12 The SVM Calculation The equation for May on this sub-route is =OFFSET('CN Costs'!$C$2,INDIRECT(CONCATENATE(Q$1,$O28+10)),409- MIN(MIN(INDIRECT(CONCATENATE(Q$7,ROW(),":",Q$8,ROW())),INDIRECT(CONCATENAT E(Q$5,ROW()))+Q$9,INDIRECT(CONCATENATE(Q$6,ROW()))+Q$10))) An even 200, 400, etc. means no trips that month. Notice that the May value is 801 and June is 1002 and down below there are costs for month 5 and 6.

13 May year 1 costs for sub-route 155,300,324 OFFSET('CN Costs'!$C$2,INDIRECT(CONCATENATE(Q$1,$O28+10)),409- MIN(MIN(INDIRECT(CONCATENATE(Q$7,ROW(),":",Q$8,ROW())),INDIRECT(CO NCATENATE(Q$5,ROW()))+Q$9,INDIRECT(CONCATENATE(Q$6,ROW()))+Q$10))) Offset starting from cell C2 on CN Costs – C2 is the one that says “January costs” Let’s break the whole equation down...

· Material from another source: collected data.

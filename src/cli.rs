use std::path::Path;

use serde::Serialize;
use serde_json::json;

use crate::config::RepairConfig;
use crate::graph::{load_graph_dir, load_graph_file, Graph, LoadReport};
use crate::providers::check_default_providers;
use crate::repair::Pipeline;
use crate::report::{open_workbook, refresh_workbook, write_report_dir, DefectWorkbook};
use crate::validate::{find_unit_references, validate_all};

#[derive(Debug, Clone, Copy, PartialEq, Eq)]
pub enum Command {
    Repair,
    Validate,
    Providers,
    Units,
    Inspect,
}

pub fn parse_command(args: &[String]) -> Option<Command> {
    match args.get(1).map(String::as_str) {
        Some("repair") => Some(Command::Repair),
        Some("validate") => Some(Command::Validate),
        Some("providers") => Some(Command::Providers),
        Some("units") => Some(Command::Units),
        Some("inspect") => Some(Command::Inspect),
        _ => None,
    }
}

pub fn run_with_args(args: &[String]) -> i32 {
    match parse_command(args) {
        Some(Command::Repair) => handle_repair(args),
        Some(Command::Validate) => handle_validate(args),
        Some(Command::Providers) => handle_providers(args),
        Some(Command::Units) => handle_units(args),
        Some(Command::Inspect) => handle_inspect(args),
        None => {
            eprintln!("usage: lci-qaqc <repair|validate|providers|units|inspect>");
            2
        }
    }
}

/// Positional arguments after the sub-command, flags and flag values removed.
fn positionals(args: &[String]) -> Vec<&str> {
    let mut out = Vec::new();
    let mut iter = args.iter().skip(2);
    while let Some(arg) = iter.next() {
        if arg == "--workbook" {
            iter.next();
        } else if !arg.starts_with("--") {
            out.push(arg.as_str());
        }
    }
    out
}

fn has_flag(args: &[String], flag: &str) -> bool {
    args.iter().skip(2).any(|arg| arg == flag)
}

fn flag_value<'a>(args: &'a [String], flag: &str) -> Option<&'a str> {
    args.iter()
        .skip(2)
        .position(|arg| arg == flag)
        .and_then(|index| args.get(index + 3))
        .map(String::as_str)
}

fn load_graph(path: &str) -> Result<(Graph, LoadReport), i32> {
    let path = Path::new(path);
    let loaded = if path.is_dir() {
        load_graph_dir(path)
    } else {
        load_graph_file(path)
    };
    loaded.map_err(|err| {
        eprintln!("failed to load graph: {err}");
        1
    })
}

fn load_config() -> Result<RepairConfig, i32> {
    RepairConfig::from_env().map_err(|err| {
        eprintln!("invalid configuration: {err}");
        1
    })
}

fn print_json<T: Serialize>(payload: &T, what: &str) -> i32 {
    match serde_json::to_string_pretty(payload) {
        Ok(payload) => {
            println!("{payload}");
            0
        }
        Err(err) => {
            eprintln!("failed to serialize {what}: {err}");
            1
        }
    }
}

fn handle_repair(args: &[String]) -> i32 {
    let positional = positionals(args);
    let Some(input) = positional.first().copied() else {
        eprintln!("usage: lci-qaqc repair <graph.json|graph-dir> [out.json] [--export]");
        return 2;
    };
    let output = positional.get(1).copied();

    let mut config = match load_config() {
        Ok(config) => config,
        Err(code) => return code,
    };
    if has_flag(args, "--export") {
        config.normalize_locations_for_export = true;
    }
    let (mut graph, load_report) = match load_graph(input) {
        Ok(loaded) => loaded,
        Err(code) => return code,
    };

    let pipeline = Pipeline::standard(&config);
    let repair_report = pipeline.run(&mut graph);
    let validation = validate_all(&graph);

    if let Some(output) = output {
        let rendered = match serde_json::to_string_pretty(&graph.to_value()) {
            Ok(rendered) => rendered,
            Err(err) => {
                eprintln!("failed to serialize repaired graph: {err}");
                return 1;
            }
        };
        if let Err(err) = std::fs::write(output, rendered) {
            eprintln!("failed to write '{output}': {err}");
            return 1;
        }
        eprintln!("repaired graph written: {output}");
    }

    print_json(
        &json!({
            "load": load_report,
            "repair": repair_report,
            "validation": validation.summary,
        }),
        "repair summary",
    )
}

fn handle_validate(args: &[String]) -> i32 {
    let Some(input) = positionals(args).first().copied() else {
        eprintln!("usage: lci-qaqc validate <graph.json|graph-dir>");
        return 2;
    };
    let (graph, _) = match load_graph(input) {
        Ok(loaded) => loaded,
        Err(code) => return code,
    };

    let report = validate_all(&graph);
    let code = print_json(&report, "validation report");
    if code != 0 {
        return code;
    }
    if report.is_clean() {
        eprintln!("validation passed: {input}");
        0
    } else {
        eprintln!("validation failed: {} defect(s)", report.defect_count());
        1
    }
}

fn handle_providers(args: &[String]) -> i32 {
    let positional = positionals(args);
    let (Some(input), Some(report_dir)) = (positional.first(), positional.get(1)) else {
        eprintln!(
            "usage: lci-qaqc providers <graph.json|graph-dir> <report-dir> [--debug] [--workbook <path>]"
        );
        return 2;
    };
    let workbook = flag_value(args, "--workbook");
    if has_flag(args, "--workbook") && workbook.is_none() {
        eprintln!("usage: --workbook requires a path");
        return 2;
    }

    let config = match load_config() {
        Ok(config) => config,
        Err(code) => return code,
    };
    let (graph, _) = match load_graph(input) {
        Ok(loaded) => loaded,
        Err(code) => return code,
    };

    let report = check_default_providers(&graph);
    let sheets = report.to_sheets();
    let written = match workbook {
        Some(existing) => refresh_workbook(
            Path::new(existing),
            Path::new(report_dir),
            sheets,
            &config.documentation_sheet,
        ),
        None => write_report_dir(
            Path::new(report_dir),
            &DefectWorkbook::from_categories(sheets),
        ),
    };
    if let Err(err) = written {
        eprintln!("failed to write provider report: {err}");
        return 1;
    }

    let code = if has_flag(args, "--debug") {
        print_json(&report, "provider report")
    } else {
        print_json(&report.stats, "provider stats")
    };
    if code != 0 {
        return code;
    }
    if report.defect_count() == 0 {
        eprintln!("no provider link issues found");
        0
    } else {
        eprintln!(
            "provider check found {} defect(s), report written to {report_dir}",
            report.defect_count()
        );
        1
    }
}

fn handle_units(args: &[String]) -> i32 {
    let positional = positionals(args);
    let (Some(input), Some(unit_id)) = (positional.first(), positional.get(1)) else {
        eprintln!("usage: lci-qaqc units <graph.json|graph-dir> <unit-group-id>");
        return 2;
    };
    let (graph, _) = match load_graph(input) {
        Ok(loaded) => loaded,
        Err(code) => return code,
    };

    let found = find_unit_references(&graph, unit_id);
    print_json(&found, "unit references")
}

fn handle_inspect(args: &[String]) -> i32 {
    let Some(path) = positionals(args).first().copied() else {
        eprintln!("usage: lci-qaqc inspect <report-dir|spreadsheet>");
        return 2;
    };

    match open_workbook(Path::new(path)) {
        Ok(workbook) => {
            let sheets: Vec<_> = workbook
                .sheets
                .iter()
                .map(|sheet| {
                    json!({
                        "name": sheet.name,
                        "columns": sheet.header,
                        "rows": sheet.rows.len(),
                        "freeze_header": sheet.freeze_header,
                    })
                })
                .collect();
            print_json(&json!({ "source": path, "sheets": sheets }), "workbook summary")
        }
        Err(err) => {
            eprintln!("failed to open workbook: {err}");
            1
        }
    }
}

14 May year 1 costs for sub-route 155,300,324 OFFSET('CN Costs'!$C$2,INDIRECT(CONCATENATE(Q$1,$O28+10)), 409-MIN(MIN(INDIRECT(CONCATENATE(Q$7,ROW(), ":",Q$8,ROW())),INDIRECT(CONCATENATE(Q$5,ROW()))+Q$9, INDIRECT(CONCATENATE(Q$6,ROW()))+Q$10))) That means OFFSET from cell C2 on CN Costs 801 rows (the value in cell Q$1 js the letter “Q” and $O28 = 5 for May Q(5+10) = Q15 = 801 rows; this gives you the right sub-route And then offset 105 columns (this is the complicated part, because it solves for the minimum depth and then figures out how many columns it has to count over to get it). 409 is one more than the deepest depth on the depth-cost table. So the column count is 409 minus the minimum of: Minimum (H28:H28) = connecting channel depth = 9999 D28 (the Superior gage=4) + Q$9 (the East dock depth=300) = 304 D28 (again Superior gage = 4) + Q$10 (the West dock depth = 324) = 328 409-304 = 105 columns to the right Q$7=H Q$8=H Q$5=D Q$6=D

15 May year 1 costs for sub-route 155,300,324 OFFSET from C2 801 rows 105 columns

16 What wasn’t covered in this documentation? The process of converting the GL-SAND model outputs Analysis in the SVM that points to which sub- routes are driving costs. Some ships ALWAYS have enough depth. Some ships often have depth problems but they can’t be helped by Superior regulation. And then there must be some that are key, and those might illuminate our plan formulation efforts because we’d know when and where we need more or less water. To be continued.

17 Analysis The locations of the minimum depth for ships passing through the Soo shows where the critical water supply issue is and may help provide a clue for improving the regulation plan to create more navigation benefits. This work has just begun.